冬月的京城,寒风裹着细碎的雪沫掠过宫墙,却吹不散东宫内外浓得化不开的喜庆暖意。
朱红宫门上悬挂的鎏金铜铃随风轻响,与廊下悬挂的百盏大红宫灯相映成趣,宫灯上“龙凤呈祥”“天作之合”的刺绣图案,在雪光映衬下愈发鲜活。
庭院中央,工匠们正踩着木梯搭建三层高的彩棚,彩棚檐角垂落的五彩流苏随风摇曳,连空气里都飘着淡淡的熏香与蜜饯甜意——
三日后,便是太子赵煜大婚的日子,迎娶的是素有“京城第一才女”之称的吏部尚书苏明哲之女苏婉卿。
这场婚礼不仅是皇室的头等喜事,更被朝野视为朝堂稳固、储君地位愈发坚实的重要象征。
御书房内,暖炉里的松木烧得正旺,驱散了冬日的寒意。
陛下手持一份墨迹未干的婚礼流程册,指尖轻轻划过“主持者:靖安郡主沈瑾”的字样,抬头看向立于阶下的阿瑾,语气带着信任与期许:“太子自束发以来,便多蒙你教导——
从处理民生奏折到应对朝堂暗流,你不仅是他的政务辅佐,更如师长般为他指引方向。
如今他大婚,关乎皇室威仪,更关乎天下观感,朕思来想去,唯有你以‘师母’之名主持,方能兼顾礼制周全与温情暖意,确保万无一失。”
阿瑾闻言,上前一步躬身领命,青色官服的衣摆随动作轻扫地面,语气沉稳而恭敬:“臣妇谢陛下信任!自辅佐殿下以来,臣妇深知此事对殿下、对朝堂的重要性。
定当以礼制为纲,以温情为脉,精心筹备每一处细节,不辜负陛下嘱托,也不让殿下与未来太子妃留有遗憾。”
领旨当日,阿瑾便带着东宫属官与墨家弟子,住进了东宫旁的偏殿,全身心投入婚礼筹备。
她做的第一件事,便是重新梳理婚礼流程——
从迎亲队伍的路线规划,到百官朝贺的站位排序;
从婚宴的菜品搭配,到礼乐演奏的曲目选择,每一项都逐一核对,标注出可能出现的疏漏。
“迎亲队伍从东宫出发,经朱雀大街至苏尚书府,这段路百姓定会聚集观礼,需提前三日清理街道,在两侧设置三尺高的木栏,既保障百姓安全,又不阻碍视线。”
阿瑾指着地图上的路线,对东宫詹事叮嘱道,“另外,队伍中需安排二十名禁军士兵维持秩序,再备十辆空马车,若遇老弱妇孺拥挤,可就近护送他们到安全区域。”
谈及婚宴,她更是细致入微:“菜品需兼顾南北口味,苏尚书府是江南人,可多加几道江南风味的甜羹;
各国使者前来观礼,需准备清真席面与素食席,避免失礼。
每桌的酒水要温透,尤其是晚间气温低,莫让宾客喝了冷酒伤身。”
婚礼前一日,阿瑾先是来到东宫正殿,检查礼仪筹备情况。
殿内,礼部官员正指导数十名宫女太监演练拜堂流程,见阿瑾前来,连忙上前见礼。
阿瑾目光扫过殿中铺设的红毡,伸手抚了抚毡面,确认没有起皱,又看向立于两侧的礼乐官:“明日拜堂时,‘合卺酒’需用赤金酒杯,酒要提前温到七分热,唱喏的声音要洪亮却不刺耳,务必让殿内殿外的宾客都能听清。

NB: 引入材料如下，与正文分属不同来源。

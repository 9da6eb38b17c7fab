//! Canonical identifier normalization.
//!
//! Display names of messages, services, and methods are rewritten to Pascal
//! case in place. The rename is visible to every later consumer of the same
//! model, so the emission driver runs this exactly once per target file,
//! before any code is emitted; no other component may rename.

use crate::helper;
use httpgw_descriptor::node::File;

/// Rewrite every display name in `file` to its canonical casing.
pub fn file(file: &mut File) {
    for msg in &mut file.messages {
        msg.name = helper::pascal(&msg.name);
    }
    for svc in &mut file.services {
        svc.name = helper::pascal(&svc.name);
        for meth in &mut svc.methods {
            meth.name = helper::pascal(&meth.name);
        }
    }
}

#[cfg(test)]
mod tests {
    use super::*;
    use httpgw_descriptor::node::{Message, Method, Service};

    #[test]
    fn renames_every_display_name_once() {
        let mut f = File {
            name: "t.proto".to_string(),
            package: "t".to_string(),
            messages: vec![Message {
                name: "get_item_request".to_string(),
                fields: vec![],
            }],
            services: vec![Service {
                name: "item_service".to_string(),
                additional_imports: vec![],
                methods: vec![Method {
                    name: "get_item".to_string(),
                    request_type: ".t.get_item_request".to_string(),
                    response_type: ".t.get_item_response".to_string(),
                    client_streaming: false,
                    server_streaming: false,
                    bindings: vec![],
                    comment: None,
                }],
            }],
        };

        file(&mut f);
        assert_eq!(f.messages[0].name, "GetItemRequest");
        assert_eq!(f.services[0].name, "ItemService");
        assert_eq!(f.services[0].methods[0].name, "GetItem");

        // idempotent, so an accidental second pass cannot corrupt names
        file(&mut f);
        assert_eq!(f.services[0].methods[0].name, "GetItem");
    }
}
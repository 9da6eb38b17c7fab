use crate::prelude::*;

///
/// Enum
///

#[derive(Clone, Debug, Serialize)]
pub struct Enum {
    pub name: String,
    pub variants: Vec<EnumVariant>,
}

impl Enum {
    /// Name → value lookup used by generated conversion code.
    #[must_use]
    pub fn value_of(&self, name: &str) -> Option<i32> {
        self.variants
            .iter()
            .find(|v| v.name == name)
            .map(|v| v.number)
    }
}

///
/// EnumVariant
///

#[derive(Clone, Debug, Serialize)]
pub struct EnumVariant {
    pub name: String,
    pub number: i32,
}

#[cfg(test)]
mod tests {
    use super::*;

    fn color() -> Enum {
        Enum {
            name: "Color".to_string(),
            variants: vec![
                EnumVariant {
                    name: "COLOR_UNSPECIFIED".to_string(),
                    number: 0,
                },
                EnumVariant {
                    name: "RED".to_string(),
                    number: 1,
                },
            ],
        }
    }

    #[test]
    fn value_lookup_by_variant_name() {
        let e = color();
        assert_eq!(e.value_of("RED"), Some(1));
        assert_eq!(e.value_of("BLUE"), None);
    }
}
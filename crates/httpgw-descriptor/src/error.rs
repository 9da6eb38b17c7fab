use serde::Serialize;
use std::fmt;

///
/// ErrorTree
///
/// Flat collector for validation errors, each tagged with the route of the
/// node that produced it. A generation run either passes cleanly or fails
/// with the whole tree; partial output is never emitted.
///

#[derive(Clone, Debug, Default, Serialize)]
pub struct ErrorTree {
    entries: Vec<Entry>,
}

#[derive(Clone, Debug, Serialize)]
struct Entry {
    route: String,
    message: String,
}

impl ErrorTree {
    #[must_use]
    pub const fn new() -> Self {
        Self {
            entries: Vec::new(),
        }
    }

    /// Record an error with no route context.
    pub fn add(&mut self, err: impl fmt::Display) {
        self.add_message(err.to_string());
    }

    pub fn add_message(&mut self, message: String) {
        self.entries.push(Entry {
            route: String::new(),
            message,
        });
    }

    /// Record an error against a specific node route.
    pub fn add_at(&mut self, route: impl Into<String>, err: impl fmt::Display) {
        self.entries.push(Entry {
            route: route.into(),
            message: err.to_string(),
        });
    }

    #[must_use]
    pub fn is_empty(&self) -> bool {
        self.entries.is_empty()
    }

    #[must_use]
    pub fn len(&self) -> usize {
        self.entries.len()
    }

    /// Collapse into a `Result`, consuming the tree.
    pub fn result(self) -> Result<(), Self> {
        if self.is_empty() { Ok(()) } else { Err(self) }
    }
}

impl fmt::Display for ErrorTree {
    fn fmt(&self, f: &mut fmt::Formatter<'_>) -> fmt::Result {
        for (i, entry) in self.entries.iter().enumerate() {
            if i > 0 {
                writeln!(f)?;
            }
            if entry.route.is_empty() {
                write!(f, "{}", entry.message)?;
            } else {
                write!(f, "{}: {}", entry.route, entry.message)?;
            }
        }
        Ok(())
    }
}

impl std::error::Error for ErrorTree {}

/// Push a formatted error message onto an [`ErrorTree`].
#[macro_export]
macro_rules! err {
    ($errs:expr, $($arg:tt)+) => {
        $errs.add_message(format!($($arg)+))
    };
}
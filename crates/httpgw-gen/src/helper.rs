//! Identifier and type-path helpers shared by the emission modules.

use convert_case::{Case, Casing};
use proc_macro2::{Ident, TokenStream};
use quote::{format_ident, quote};

pub(crate) fn snake(s: &str) -> String {
    s.to_case(Case::Snake)
}

pub(crate) fn pascal(s: &str) -> String {
    s.to_case(Case::Pascal)
}

pub(crate) fn shouty(s: &str) -> String {
    snake(s).to_ascii_uppercase()
}

/// Unqualified type name of a fully-qualified descriptor type name.
pub(crate) fn last_segment(fq_name: &str) -> &str {
    fq_name.rsplit('.').next().map_or(fq_name, |s| s)
}

/// Path of a generated message type, addressed relative to the module that
/// hosts the emitted file (a sibling of the RPC-codegen output).
pub(crate) fn message_ty(fq_name: &str) -> TokenStream {
    let ident = format_ident!("{}", pascal(last_segment(fq_name)));

    quote!(super::#ident)
}

/// Path of a generated enum type.
pub(crate) fn enum_ty(fq_name: &str) -> TokenStream {
    message_ty(fq_name)
}

/// RPC client type for a service, as emitted by the transport codegen.
pub(crate) fn client_ty(service: &str) -> TokenStream {
    let module = format_ident!("{}_client", snake(service));
    let client = format_ident!("{}Client", pascal(service));

    quote!(super::#module::#client<::tonic::transport::Channel>)
}

pub(crate) fn client_new(service: &str) -> TokenStream {
    let module = format_ident!("{}_client", snake(service));
    let client = format_ident!("{}Client", pascal(service));

    quote!(super::#module::#client::new)
}

/// Per-binding function symbol, e.g. `request_items_get_item_0`.
pub(crate) fn binding_fn(prefix: &str, service: &str, method: &str, index: usize) -> Ident {
    format_ident!("{prefix}_{}_{}_{index}", snake(service), snake(method))
}

/// Per-binding static symbol, e.g. `FILTER_ITEMS_GET_ITEM_0`.
pub(crate) fn binding_static(prefix: &str, service: &str, method: &str, index: usize) -> Ident {
    format_ident!("{prefix}_{}_{}_{index}", shouty(service), shouty(method))
}

#[cfg(test)]
mod tests {
    use super::*;

    #[test]
    fn symbols_are_index_disambiguated() {
        assert_eq!(
            binding_fn("request", "Items", "GetItem", 1).to_string(),
            "request_items_get_item_1"
        );
        assert_eq!(
            binding_static("PATTERN", "Items", "GetItem", 0).to_string(),
            "PATTERN_ITEMS_GET_ITEM_0"
        );
    }

    #[test]
    fn message_path_uses_unqualified_pascal_name() {
        assert_eq!(
            message_ty(".items.v1.GetItemRequest").to_string(),
            quote!(super::GetItemRequest).to_string()
        );
    }
}
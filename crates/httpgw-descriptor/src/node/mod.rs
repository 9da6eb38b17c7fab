mod binding;
mod r#enum;
mod field;
mod file;
mod message;
mod method;
mod parameter;
mod service;

pub use binding::*;
pub use field::*;
pub use file::*;
pub use message::*;
pub use method::*;
pub use parameter::*;
pub use r#enum::*;
pub use service::*;
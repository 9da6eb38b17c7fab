//! Field-mask resolution for PATCH partial-update synthesis.

use httpgw_descriptor::{node::{Field, Method}, registry::Registry};

/// The request message's single field of the well-known update-mask type.
///
/// Returns `None` for zero matches, and — deliberately — also for more than
/// one: ambiguity silently disables mask synthesis for the method instead of
/// failing the run. Known sharp edge, pinned by tests.
#[must_use]
pub fn resolve_field_mask<'a>(method: &Method, registry: &'a Registry) -> Option<&'a Field> {
    let request = registry.lookup_message(&method.request_type).ok()?;

    let mut found = None;
    for field in request.field_mask_fields() {
        if found.is_some() {
            return None;
        }
        found = Some(field);
    }

    found
}
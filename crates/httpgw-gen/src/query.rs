//! Binding field-set analysis: which request fields must be populated from
//! the query string, and the exclusion filter the generated code embeds.

use crate::trie::DoubleArray;
use httpgw_descriptor::node::{Binding, Body, Message};
use std::collections::BTreeSet;

/// Whether the binding needs query-string population.
///
/// A wildcard body short-circuits to `false`: the whole message is already
/// satisfied by the body, path parameters notwithstanding. Otherwise this is
/// a conservative over-approximation — it may report `true` for a binding
/// whose residual field set turns out empty at runtime, which only costs a
/// little unreachable generated code.
#[must_use]
pub fn has_query_params(binding: &Binding, request: &Message) -> bool {
    if matches!(binding.body, Some(Body::Wildcard)) {
        return false;
    }

    let mut fields: BTreeSet<&str> = request.fields.iter().map(|f| f.name.as_str()).collect();

    // removal is by the full dotted path, so a nested body or parameter
    // path leaves its top-level field in the residual set
    if let Some(Body::Field(path)) = &binding.body {
        let dotted = path.to_string();
        fields.remove(dotted.as_str());
    }
    for param in &binding.path_params {
        let name = param.name();
        fields.remove(name.as_str());
    }

    !fields.is_empty()
}

/// The exclusion filter for query-string population: every body-bound and
/// path-bound field path, compiled into a double-array trie.
#[must_use]
pub fn query_filter(binding: &Binding) -> DoubleArray {
    let mut seqs: Vec<Vec<String>> = Vec::new();

    if let Some(Body::Field(path)) = &binding.body {
        seqs.push(path.segments().to_vec());
    }
    for param in &binding.path_params {
        seqs.push(param.field_path.segments().to_vec());
    }

    DoubleArray::new(seqs)
}
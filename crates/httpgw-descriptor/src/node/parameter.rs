use crate::prelude::*;

///
/// Parameter
///
/// A path parameter: the field path a pattern segment binds to, plus the
/// resolved terminal field. Construction goes through
/// [`Registry::parameter`](crate::registry::Registry::parameter) so an
/// unresolvable path fails before a parameter ever exists.
///

#[derive(Clone, Debug, Serialize)]
pub struct Parameter {
    pub field_path: FieldPath,
    /// Terminal field the path resolves to within the request message tree.
    pub target: Field,
}

impl Parameter {
    /// Name used in pattern lookup and runtime error messages.
    #[must_use]
    pub fn name(&self) -> String {
        self.field_path.to_string()
    }

    #[must_use]
    pub const fn is_repeated(&self) -> bool {
        self.target.repeated
    }

    /// Proto3 nested addressing: the path traverses at least one
    /// sub-message.
    #[must_use]
    pub fn is_nested(&self) -> bool {
        self.field_path.is_nested()
    }
}
use crate::prelude::*;

///
/// File
///
/// One compilation unit of the descriptor model. Constructed once per
/// generation run by the descriptor layer; read-only to the generator except
/// for the single identifier-normalization pass applied before emission.
///

#[derive(Clone, Debug, Serialize)]
pub struct File {
    /// Source file name, e.g. `items/v1/items.proto`.
    pub name: String,
    /// Package the file's types belong to.
    pub package: String,
    pub messages: Vec<Message>,
    pub services: Vec<Service>,
}

impl File {
    #[must_use]
    pub fn message(&self, name: &str) -> Option<&Message> {
        self.messages.iter().find(|m| m.name == name)
    }

    /// Fully-qualified name for a type declared in this file.
    #[must_use]
    pub fn qualified(&self, name: &str) -> String {
        if self.package.is_empty() {
            format!(".{name}")
        } else {
            format!(".{}.{name}", self.package)
        }
    }
}
//! Per-binding request-translation synthesis.
//!
//! Each handler is assembled from one token builder per state:
//! body decode, field-mask patch, path-parameter bind, query-parameter
//! bind, invoke. Transitions are strictly left-to-right and a state is
//! skipped when its precondition does not hold, so every generated function
//! is straight-line and terminating. Decode and conversion failures return
//! invalid-argument before the RPC is ever invoked; RPC failures propagate
//! with their original status.

use crate::{
    GenError,
    config::GenConfig,
    fieldmask, helper, param, query,
    shape::MethodShape,
};
use httpgw_descriptor::{
    node::{Binding, Body, Message, Method, Service},
    registry::Registry,
    types::HttpVerb,
};
use proc_macro2::{Ident, TokenStream};
use quote::{format_ident, quote};

///
/// BindingContext
///
/// Everything the synthesis states need about one binding, with the
/// registry and configuration threaded explicitly.
///

pub struct BindingContext<'a> {
    pub package: &'a str,
    pub service: &'a Service,
    pub method: &'a Method,
    pub binding: &'a Binding,
    pub registry: &'a Registry,
    pub config: &'a GenConfig,
}

impl BindingContext<'_> {
    pub(crate) fn request_message(&self) -> Result<&Message, GenError> {
        Ok(self.registry.lookup_message(&self.method.request_type)?)
    }

    pub(crate) fn request_fn_ident(&self) -> Ident {
        helper::binding_fn(
            "request",
            &self.service.name,
            &self.method.name,
            self.binding.index,
        )
    }

    pub(crate) fn filter_ident(&self) -> Ident {
        helper::binding_static(
            "FILTER",
            &self.service.name,
            &self.method.name,
            self.binding.index,
        )
    }

    pub(crate) fn pattern_ident(&self) -> Ident {
        helper::binding_static(
            "PATTERN",
            &self.service.name,
            &self.method.name,
            self.binding.index,
        )
    }

    /// Route key consulted by every registration callback.
    pub(crate) fn method_key(&self) -> String {
        format!(
            "{}.{}/{}",
            self.package, self.service.name, self.method.name
        )
    }

    fn rpc_ident(&self) -> Ident {
        format_ident!("{}", helper::snake(&self.method.name))
    }
}

/// The embedded query filter for this binding, when it needs one.
pub fn filter_static(ctx: &BindingContext<'_>) -> Result<Option<TokenStream>, GenError> {
    // streaming-body handlers consume the body whole; nothing is left for
    // the query string
    if MethodShape::of(ctx.method).streams_body() {
        return Ok(None);
    }
    let request = ctx.request_message()?;
    if !query::has_query_params(ctx.binding, request) {
        return Ok(None);
    }

    let ident = ctx.filter_ident();
    let filter = query::query_filter(ctx.binding);

    Ok(Some(quote! {
        static #ident: ::httpgw_runtime::DoubleArray = #filter;
    }))
}

/// The request-translation function for one binding.
pub fn request_fn(ctx: &BindingContext<'_>) -> Result<TokenStream, GenError> {
    match MethodShape::of(ctx.method) {
        MethodShape::Unary | MethodShape::ServerStream => unary_like(ctx),
        MethodShape::ClientStream => client_stream(ctx),
        MethodShape::BidiStream => bidi_stream(ctx),
    }
}

fn signature(ctx: &BindingContext<'_>) -> TokenStream {
    let fn_name = ctx.request_fn_ident();
    let client_ty = helper::client_ty(&ctx.service.name);
    let resp_ty = helper::message_ty(&ctx.method.response_type);
    let doc = ctx.method.comment.as_ref().map(|c| quote!(#[doc = #c]));

    let ret = if MethodShape::of(ctx.method).returns_stream() {
        quote!((::tonic::Streaming<#resp_ty>, ::httpgw_runtime::ServerMetadata))
    } else {
        quote!((#resp_ty, ::httpgw_runtime::ServerMetadata))
    };

    quote! {
        #doc
        #[allow(dead_code, unused_mut)]
        async fn #fn_name(
            ctx: &::httpgw_runtime::CallContext,
            marshaler: &dyn ::httpgw_runtime::Marshaler,
            client: &mut #client_ty,
            req: &mut ::httpgw_runtime::HttpRequest,
            path_params: &::std::collections::HashMap<::std::string::String, ::std::string::String>,
        ) -> ::std::result::Result<#ret, ::tonic::Status>
    }
}

// BodyDecode: populate the body-bound part of the request, tolerating EOF
// (an absent body leaves defaults in place).
pub(crate) fn body_decode(ctx: &BindingContext<'_>) -> Option<TokenStream> {
    let body_spec = ctx.binding.body.as_ref()?;

    let assign = match body_spec {
        Body::Wildcard => quote!(proto_req),
        Body::Field(path) => {
            let segs = path
                .segments()
                .iter()
                .map(|s| format_ident!("{}", helper::snake(s)));
            quote!(proto_req #(.#segs)*)
        }
    };

    Some(quote! {
        let body = ::httpgw_runtime::read_body(req)
            .map_err(|e| ::tonic::Status::invalid_argument(e.to_string()))?;
        if let Err(e) = marshaler.decode(&body, &mut #assign) {
            if !e.is_eof() {
                return Err(::tonic::Status::invalid_argument(e.to_string()));
            }
        }
    })
}

// FieldMaskPatch: PATCH-only. An explicit non-empty mask is normalized in
// place. With a wildcard body the mask is otherwise inferred from the paths
// literally present in the raw payload — the decoded message cannot tell
// "absent" from "default value", the raw bytes can.
pub(crate) fn field_mask_patch(ctx: &BindingContext<'_>) -> Option<TokenStream> {
    if !ctx.config.allow_patch_feature || ctx.binding.verb != HttpVerb::Patch {
        return None;
    }
    ctx.binding.body.as_ref()?;
    let mask = fieldmask::resolve_field_mask(ctx.method, ctx.registry)?;
    let ident = format_ident!("{}", helper::snake(&mask.name));

    if matches!(ctx.binding.body, Some(Body::Wildcard)) {
        Some(quote! {
            match proto_req.#ident.as_mut() {
                Some(mask) if !mask.paths.is_empty() => {
                    ::httpgw_runtime::normalize_field_mask(mask);
                }
                _ => {
                    let mask = ::httpgw_runtime::field_mask_from_request_body(&body)
                        .map_err(|e| ::tonic::Status::invalid_argument(e.to_string()))?;
                    proto_req.#ident = ::std::option::Option::Some(mask);
                }
            }
        })
    } else {
        Some(quote! {
            if let ::std::option::Option::Some(mask) = proto_req.#ident.as_mut() {
                if !mask.paths.is_empty() {
                    ::httpgw_runtime::normalize_field_mask(mask);
                }
            }
        })
    }
}

// PathParamBind: one lookup-and-convert block per parameter, in binding
// order.
pub(crate) fn path_param_bind(ctx: &BindingContext<'_>) -> Option<TokenStream> {
    if ctx.binding.path_params.is_empty() {
        return None;
    }

    let binds = ctx
        .binding
        .path_params
        .iter()
        .map(|p| param::bind_tokens(p, ctx.registry, ctx.config));

    Some(quote! {
        #(#binds)*
    })
}

// QueryParamBind: populate the residual fields from the query string,
// excluding body- and path-bound paths through the embedded filter.
pub(crate) fn query_param_bind(
    ctx: &BindingContext<'_>,
) -> Result<Option<TokenStream>, GenError> {
    let request = ctx.request_message()?;
    if !query::has_query_params(ctx.binding, request) {
        return Ok(None);
    }

    let filter = ctx.filter_ident();

    Ok(Some(quote! {
        let query = ::httpgw_runtime::parse_query(req)
            .map_err(|e| ::tonic::Status::invalid_argument(e.to_string()))?;
        ::httpgw_runtime::populate_query_parameters(&mut proto_req, &query, &#filter)
            .map_err(|e| ::tonic::Status::invalid_argument(e.to_string()))?;
    }))
}

// Invoke + Respond for the single-request shapes.
fn invoke(ctx: &BindingContext<'_>) -> TokenStream {
    let rpc = ctx.rpc_ident();

    if MethodShape::of(ctx.method).returns_stream() {
        quote! {
            let response = client.#rpc(ctx.request(proto_req)).await?;
            let (meta, stream, _extensions) = response.into_parts();
            metadata.headers = meta.into_headers();
            Ok((stream, metadata))
        }
    } else {
        quote! {
            let response = client.#rpc(ctx.request(proto_req)).await?;
            let (meta, message, _extensions) = response.into_parts();
            metadata.headers = meta.into_headers();
            Ok((message, metadata))
        }
    }
}

fn unary_like(ctx: &BindingContext<'_>) -> Result<TokenStream, GenError> {
    let sig = signature(ctx);
    let req_ty = helper::message_ty(&ctx.method.request_type);
    let body = body_decode(ctx);
    let mask = field_mask_patch(ctx);
    let params = path_param_bind(ctx);
    let query = query_param_bind(ctx)?;
    let invoke = invoke(ctx);

    Ok(quote! {
        #sig {
            let mut proto_req = #req_ty::default();
            let mut metadata = ::httpgw_runtime::ServerMetadata::default();
            #body
            #mask
            #params
            #query
            #invoke
        }
    })
}

// The body is a stream of request elements, decoded to exhaustion and sent
// as the client stream; one response plus trailers comes back.
fn client_stream(ctx: &BindingContext<'_>) -> Result<TokenStream, GenError> {
    let sig = signature(ctx);
    let req_ty = helper::message_ty(&ctx.method.request_type);
    let rpc = ctx.rpc_ident();

    Ok(quote! {
        #sig {
            let mut metadata = ::httpgw_runtime::ServerMetadata::default();
            let body = ::httpgw_runtime::read_body(req)
                .map_err(|e| ::tonic::Status::invalid_argument(e.to_string()))?;
            let mut decoder = marshaler.stream_decoder(body);
            let mut requests = ::std::vec::Vec::new();
            loop {
                let mut proto_req = #req_ty::default();
                match decoder.decode(&mut proto_req) {
                    Ok(true) => requests.push(proto_req),
                    Ok(false) => break,
                    Err(e) => return Err(::tonic::Status::invalid_argument(e.to_string())),
                }
            }
            let response = client
                .#rpc(ctx.stream_request(::tokio_stream::iter(requests)))
                .await?;
            let (meta, message, _extensions) = response.into_parts();
            metadata.headers = meta.into_headers();
            Ok((message, metadata))
        }
    })
}

// Bidi: the inbound forwarding loop runs in its own task, concurrent with
// header retrieval; the channel is the only coordination between the two
// directions. The stream handle returns as soon as headers are available.
fn bidi_stream(ctx: &BindingContext<'_>) -> Result<TokenStream, GenError> {
    let sig = signature(ctx);
    let req_ty = helper::message_ty(&ctx.method.request_type);
    let rpc = ctx.rpc_ident();

    Ok(quote! {
        #sig {
            let mut metadata = ::httpgw_runtime::ServerMetadata::default();
            let body = ::httpgw_runtime::read_body(req)
                .map_err(|e| ::tonic::Status::invalid_argument(e.to_string()))?;
            let (tx, rx) = ::tokio::sync::mpsc::channel(1);
            let mut decoder = marshaler.stream_decoder(body);
            ::tokio::spawn(async move {
                loop {
                    let mut proto_req = #req_ty::default();
                    match decoder.decode(&mut proto_req) {
                        Ok(true) => {
                            if tx.send(proto_req).await.is_err() {
                                break;
                            }
                        }
                        Ok(false) | Err(_) => break,
                    }
                }
            });
            let requests = ::tokio_stream::wrappers::ReceiverStream::new(rx);
            let response = client.#rpc(ctx.stream_request(requests)).await?;
            let (meta, stream, _extensions) = response.into_parts();
            metadata.headers = meta.into_headers();
            Ok((stream, metadata))
        }
    })
}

”
随后,她又移步内殿——
这里已被布置成新房,大红的锦被上绣着金丝龙凤,枕头上缀满了圆润的珍珠,梳妆台上摆着一套赤金头面,旁边还放着寓意“早生贵子”的红枣、花生、桂圆、莲子。
阿瑾拿起那支嵌着东珠的凤钗,仔细检查了钗尖是否打磨光滑,而后对太子的贴身侍读道:“这支凤钗是陛下亲赐,明日需由太子亲自为太子妃戴上。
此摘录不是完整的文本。